(Data records)
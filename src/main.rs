use std::io::IsTerminal;

use clap::Parser;
use tracing_subscriber::EnvFilter;

use meta_checker::cli::{Cli, Commands};
use meta_checker::commands::{run_check, run_check_jar};

fn main() {
    let cli = Cli::parse();
    init_logging(&cli);

    let exit_code = match &cli.command {
        Commands::Check(args) => run_check(args, &cli),
        Commands::CheckJar(args) => run_check_jar(args, &cli),
    };

    std::process::exit(exit_code);
}

/// Log lines go to stderr so stdout carries only the summary.
///
/// `RUST_LOG` wins over the verbosity flags when set.
fn init_logging(cli: &Cli) {
    let level = match (cli.quiet, cli.verbose) {
        (true, _) => "warn",
        (false, 0) => "info",
        (false, 1) => "debug",
        (false, _) => "trace",
    };
    let filter = EnvFilter::try_from_default_env().unwrap_or_else(|_| EnvFilter::new(level));
    tracing_subscriber::fmt()
        .with_env_filter(filter)
        .with_writer(std::io::stderr)
        .with_ansi(std::io::stderr().is_terminal())
        .with_target(false)
        .without_time()
        .init();
}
(End Data records)
* **Task to carry out**:
When the word "match" occurs in a line above, list that line.

* **Result for this task**:
    let exit_code = match &cli.command {
    let level = match (cli.quiet, cli.verbose) {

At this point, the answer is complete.